Sustained transdermal delivery of NO donor using PLGA PVP/PVA core-shell microneedles for primary osteoporosis treatment

• Main Authors: Chia-ChenChang, 張家振
• Other Authors: Mei-Chin Chen
• Format: Others
• Language: zh-TW
• Published: 2019
• Online Access: http://ndltd.ncl.edu.tw/handle/eznb4s

碩士 === 國立成功大學 === 化學工程學系 === 107 === In postmenopausal women, estrogen deficiency causes osteoclasts over activation, which easily suffers from primary osteoporosis. Low concentration of nitric oxide can regulate the immune system, which causes thymocytes apoptosis, reduces T cell proliferation, and slows down tumor necrosis factor-alpha (TNF-α) to stimulate osteoclasts differentiation, thus suppressing bone resorption. In this study, we developed a core-shell microneedle (MN) system for sustained transdermal delivery of molsidomine, a NO donor and evaluated its feasibility for treatment of osteoporosis. In the MN system, [poly(lactic-co-glycolic acid), PLGA] was used as a core material to encapsulate molsidomine; [poly(vinyl alcohol) and poly(vinyl pyrrolidone) blends, PVP/PVA] was selected as a shell material to provide mechanical strength for improving MN insertion capability. The in vitro drug release study showed that MN made by PLGA with LA:GA = 85:15 provided an approximate zero-order release profile (R2 = 0.97, n = 5) for two weeks and no initial burst release or second release occurred. Compared to the MN without the shell, the PVP/PVA shell can improve the insertion depth from 665 ± 142 μm to 948 ± 35 μm (n = 6), demonstrating the shell enhance the MN puncture stability.
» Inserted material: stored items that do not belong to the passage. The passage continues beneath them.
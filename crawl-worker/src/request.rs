//! The Worker's request state machine.
//!
//! A single task owns one `BTreeMap<RequestKey, Request>` outright and
//! moves records between states in place; nothing outside this task ever
//! sees the map, so there is nothing to lock.

use std::collections::BTreeMap;
use std::time::Instant;

use crawl_core::discovery::PeerEvent;
use crawl_core::settings;
use crawl_core::wire::{ClientReply, StorageReply, StorageRequest};
use tokio::sync::mpsc;
use tracing::{debug, info, warn};

use crate::scraper::{self, FetchError};
use crate::storage_client::StorageFanout;

pub type RequestKey = (String, String);

#[derive(Debug, PartialEq, Eq)]
enum RequestState {
    Caching { expiry: Instant },
    Scraping,
}

struct Request {
    state: RequestState,
    reply_to: mpsc::Sender<ClientReply>,
}

type RequestTable = BTreeMap<RequestKey, Request>;

/// Insert a freshly arrived `(client_id, url)` as a new request. Per
/// §4.3's diagram, `New` is never a stored state — a request resolves
/// instantly to `Caching` (a Storage is known, so a fetch can be sent) or
/// straight to `Scraping` (no Storage known, the direct path). Returns
/// `true` when the caller must spawn a scrape for the direct path.
fn insert_new(
    requests: &mut RequestTable,
    key: RequestKey,
    reply_to: mpsc::Sender<ClientReply>,
    has_storages: bool,
) -> bool {
    if has_storages {
        let expiry = Instant::now() + settings::WORKER_REQ_EXPIRY;
        requests.insert(key, Request { state: RequestState::Caching { expiry }, reply_to });
        false
    } else {
        requests.insert(key, Request { state: RequestState::Scraping, reply_to });
        true
    }
}

/// Apply a Storage reply to `key`. Returns `false` if `key` names no
/// request or one that isn't currently `Caching` (a late or duplicate
/// reply). On a miss, moves the request to `Scraping` in place; on a hit,
/// leaves the state untouched for the caller to `finish` immediately.
fn apply_storage_reply(requests: &mut RequestTable, key: &RequestKey, hit: bool) -> bool {
    match requests.get_mut(key) {
        Some(req) if matches!(req.state, RequestState::Caching { .. }) => {
            if !hit {
                req.state = RequestState::Scraping;
            }
            true
        },
        _ => false,
    }
}

/// Move every `Caching` request whose `expiry` has passed to `Scraping`,
/// returning the keys that were moved so the caller can spawn scrapes for
/// them (`hit = false` once they eventually finish).
fn prune_expired(requests: &mut RequestTable, now: Instant) -> Vec<RequestKey> {
    let expired: Vec<RequestKey> = requests
        .iter()
        .filter(|(_, req)| matches!(req.state, RequestState::Caching { expiry } if expiry < now))
        .map(|(key, _)| key.clone())
        .collect();
    for key in &expired {
        if let Some(req) = requests.get_mut(key) {
            req.state = RequestState::Scraping;
        }
    }
    expired
}

/// Everything the main actor needs to hear about.
pub enum ActorMsg {
    ClientRequest {
        client_id: String,
        url: String,
        reply_to: mpsc::Sender<ClientReply>,
    },
    ScrapeDone {
        key: RequestKey,
        result: Result<String, FetchError>,
    },
    StoragePeer(PeerEvent),
}

/// Runs forever, owning the request table, the Storage fanout, and the
/// scraper job queue. Intended to be the Worker's single central task.
pub async fn run(mut inbox: mpsc::Receiver<ActorMsg>, scrape_done: mpsc::Sender<ActorMsg>) {
    let mut requests: RequestTable = BTreeMap::new();
    let mut fanout = StorageFanout::default();
    let (storage_reply_tx, mut storage_reply_rx) = mpsc::channel(settings::CHANNEL_CAPACITY);
    let mut pruner = tokio::time::interval(settings::PRUNE_INTERVAL);
    let http = scraper::client();

    loop {
        tokio::select! {
            msg = inbox.recv() => {
                let Some(msg) = msg else { return };
                match msg {
                    ActorMsg::ClientRequest { client_id, url, reply_to } => {
                        let key = (client_id.clone(), url.clone());
                        if insert_new(&mut requests, key.clone(), reply_to, !fanout.is_empty()) {
                            spawn_scrape(key, url, http.clone(), scrape_done.clone());
                        } else {
                            fanout.send(StorageRequest::Fetch { id: client_id, url }).await;
                        }
                    }
                    ActorMsg::ScrapeDone { key, result } => {
                        match result {
                            Ok(content) => finish(&mut requests, &mut fanout, key, content, false).await,
                            Err(err) => {
                                warn!(?key, %err, "scrape failed");
                                if let Some(req) = requests.remove(&key) {
                                    let _ = req.reply_to.send(ClientReply::Err { error: err.to_string() }).await;
                                }
                            }
                        }
                    }
                    ActorMsg::StoragePeer(event) => handle_peer_event(&mut fanout, event, storage_reply_tx.clone()),
                }
            }
            Some(reply) = storage_reply_rx.recv() => {
                let key = (reply.id.clone(), reply.url.clone());
                if apply_storage_reply(&mut requests, &key, reply.hit) {
                    if reply.hit {
                        let content = reply.content.unwrap_or_default();
                        finish(&mut requests, &mut fanout, key, content, true).await;
                    } else {
                        spawn_scrape(key, reply.url, http.clone(), scrape_done.clone());
                    }
                } else {
                    debug!(?key, "storage reply for unknown or non-caching request, dropped");
                }
            }
            _ = pruner.tick() => {
                for key in prune_expired(&mut requests, Instant::now()) {
                    spawn_scrape(key.clone(), key.1.clone(), http.clone(), scrape_done.clone());
                }
            }
        }
    }
}

async fn finish(
    requests: &mut BTreeMap<RequestKey, Request>,
    fanout: &mut StorageFanout,
    key: RequestKey,
    content: String,
    hit: bool,
) {
    if let Some(req) = requests.remove(&key) {
        let (_, url) = key;
        let _ = req
            .reply_to
            .send(ClientReply::Ok { url: url.clone(), hit, content: content.clone() })
            .await;
        // One peer, round-robin, same as the Fetch path: the receiving
        // Storage's own replication hub (§4.2) fans this out to the rest
        // of the cluster. Broadcasting from here would have every peer
        // independently re-replicate the same update to every other peer.
        fanout
            .send(StorageRequest::Update { url, content, spread: true })
            .await;
    }
}

fn spawn_scrape(
    key: RequestKey,
    url: String,
    http: hyper_util::client::legacy::Client<hyper_util::client::legacy::connect::HttpConnector, http_body_util::Empty<hyper::body::Bytes>>,
    done: mpsc::Sender<ActorMsg>,
) {
    tokio::spawn(async move {
        let result = scraper::fetch(&http, &url).await;
        let _ = done.send(ActorMsg::ScrapeDone { key, result }).await;
    });
}

fn handle_peer_event(fanout: &mut StorageFanout, event: PeerEvent, replies: mpsc::Sender<StorageReply>) {
    match event {
        PeerEvent::Add(peer) | PeerEvent::Update(peer) => {
            info!(id = %peer.id, addr = %peer.addr, "storage peer available");
            fanout.connect(peer.id, peer.addr, replies);
        },
        PeerEvent::Delete(id) => {
            info!(%id, "storage peer gone");
            fanout.disconnect(&id);
        },
    }
}

#[cfg(test)]
mod tests {
    use super::*;
    use std::time::Duration;

    fn key(client_id: &str, url: &str) -> RequestKey {
        (client_id.to_string(), url.to_string())
    }

    fn unwatched_reply_to() -> mpsc::Sender<ClientReply> {
        mpsc::channel(1).0
    }

    #[test]
    fn fresh_request_resolves_to_scraping_with_no_storages_known() {
        let mut requests = RequestTable::new();
        let k = key("c1", "https://example.com");
        let should_scrape = insert_new(&mut requests, k.clone(), unwatched_reply_to(), false);

        assert!(should_scrape, "direct path must ask the caller to spawn a scrape");
        assert_eq!(requests[&k].state, RequestState::Scraping);
    }

    #[test]
    fn fresh_request_resolves_to_caching_when_storages_known() {
        let mut requests = RequestTable::new();
        let k = key("c1", "https://example.com");
        let should_scrape = insert_new(&mut requests, k.clone(), unwatched_reply_to(), true);

        assert!(!should_scrape, "a known Storage means a fetch is sent, not a scrape");
        assert!(matches!(requests[&k].state, RequestState::Caching { .. }));
    }

    #[test]
    fn caching_past_expiry_is_pruned_to_scraping() {
        let mut requests = RequestTable::new();
        let k = key("c1", "https://example.com");
        requests.insert(
            k.clone(),
            Request {
                state: RequestState::Caching { expiry: Instant::now() - Duration::from_millis(1) },
                reply_to: unwatched_reply_to(),
            },
        );

        let expired = prune_expired(&mut requests, Instant::now());

        assert_eq!(expired, vec![k.clone()]);
        assert_eq!(requests[&k].state, RequestState::Scraping);
    }

    #[test]
    fn caching_not_yet_expired_is_left_alone() {
        let mut requests = RequestTable::new();
        let k = key("c1", "https://example.com");
        requests.insert(
            k.clone(),
            Request {
                state: RequestState::Caching { expiry: Instant::now() + Duration::from_secs(60) },
                reply_to: unwatched_reply_to(),
            },
        );

        assert!(prune_expired(&mut requests, Instant::now()).is_empty());
        assert!(matches!(requests[&k].state, RequestState::Caching { .. }));
    }

    #[test]
    fn same_url_different_client_id_are_independent() {
        let mut requests = RequestTable::new();
        let k1 = key("c1", "https://example.com");
        let k2 = key("c2", "https://example.com");
        insert_new(&mut requests, k1.clone(), unwatched_reply_to(), true);
        insert_new(&mut requests, k2.clone(), unwatched_reply_to(), true);
        assert_eq!(requests.len(), 2);

        assert!(apply_storage_reply(&mut requests, &k1, false));

        assert_eq!(requests[&k1].state, RequestState::Scraping);
        assert!(matches!(requests[&k2].state, RequestState::Caching { .. }), "the other client's request must be untouched");
    }

    #[test]
    fn storage_reply_for_unknown_key_is_a_no_op() {
        let mut requests = RequestTable::new();
        assert!(!apply_storage_reply(&mut requests, &key("ghost", "https://example.com"), true));
    }

    #[test]
    fn storage_reply_for_non_caching_request_is_a_no_op() {
        let mut requests = RequestTable::new();
        let k = key("c1", "https://example.com");
        requests.insert(k.clone(), Request { state: RequestState::Scraping, reply_to: unwatched_reply_to() });

        assert!(!apply_storage_reply(&mut requests, &k, true));
        assert_eq!(requests[&k].state, RequestState::Scraping);
    }
}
Ovariectomized (OVX) Sprague Dawley rat was used as a model of postmenopausal osteoporosis to evaluate the MN efficacy. The animals were divided into four groups: untreated (OVX), low-dose (two patches per two weeks) MN, high-dose MN (three patches per two weeks), and estradiol (E2, daily injection) treated groups. After 8 weeks of treatment, the bone mineral density and other bone parameters of the high-dose MN group were significantly higher than those of the untreated group, and there was no statistical difference compared to the E2 group. Additionally, the TNF-α levels were significantly reduced in both MN groups. These results demonstrated that using the PLGA-PVP/PVA core-shell microneedle for sustained release of molsidomine could be a potential therapeutic strategy for the treatment and prevention of postmenopausal bone loss.